Each record must be printed again exactly as it appears.

•••

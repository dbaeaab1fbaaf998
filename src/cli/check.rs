use anyhow::{Context, Result};
use log::info;
use std::path::PathBuf;

use poreshrink::equivalence::check_equivalent;

/// Compare two containers; exit code 1 when they differ
pub fn run(first: PathBuf, second: PathBuf) -> Result<i32> {
    info!("Comparing {} and {}", first.display(), second.display());

    let report = check_equivalent(&first, &second).context("Failed to compare containers")?;

    #[cfg(feature = "colorized_output")]
    {
        println!("{}", report.format_colored());
    }

    #[cfg(not(feature = "colorized_output"))]
    {
        println!("{}", report);
    }

    Ok(if report.is_equivalent() { 0 } else { 1 })
}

•••

● Answer for the task:
repository dbaeaab1fbaaf998
filename src/cli/check.rs
use anyhow::{Context, Result};
use log::info;
use std::path::PathBuf;

use poreshrink::equivalence::check_equivalent;

/// Compare two containers; exit code 1 when they differ
pub fn run(first: PathBuf, second: PathBuf) -> Result<i32> {
    info!("Comparing {} and {}", first.display(), second.display());

    let report = check_equivalent(&first, &second).context("Failed to compare containers")?;

    #[cfg(feature = "colorized_output")]
    {
        println!("{}", report.format_colored());
    }

    #[cfg(not(feature = "colorized_output"))]
    {
        println!("{}", report);
    }

    Ok(if report.is_equivalent() { 0 } else { 1 })
}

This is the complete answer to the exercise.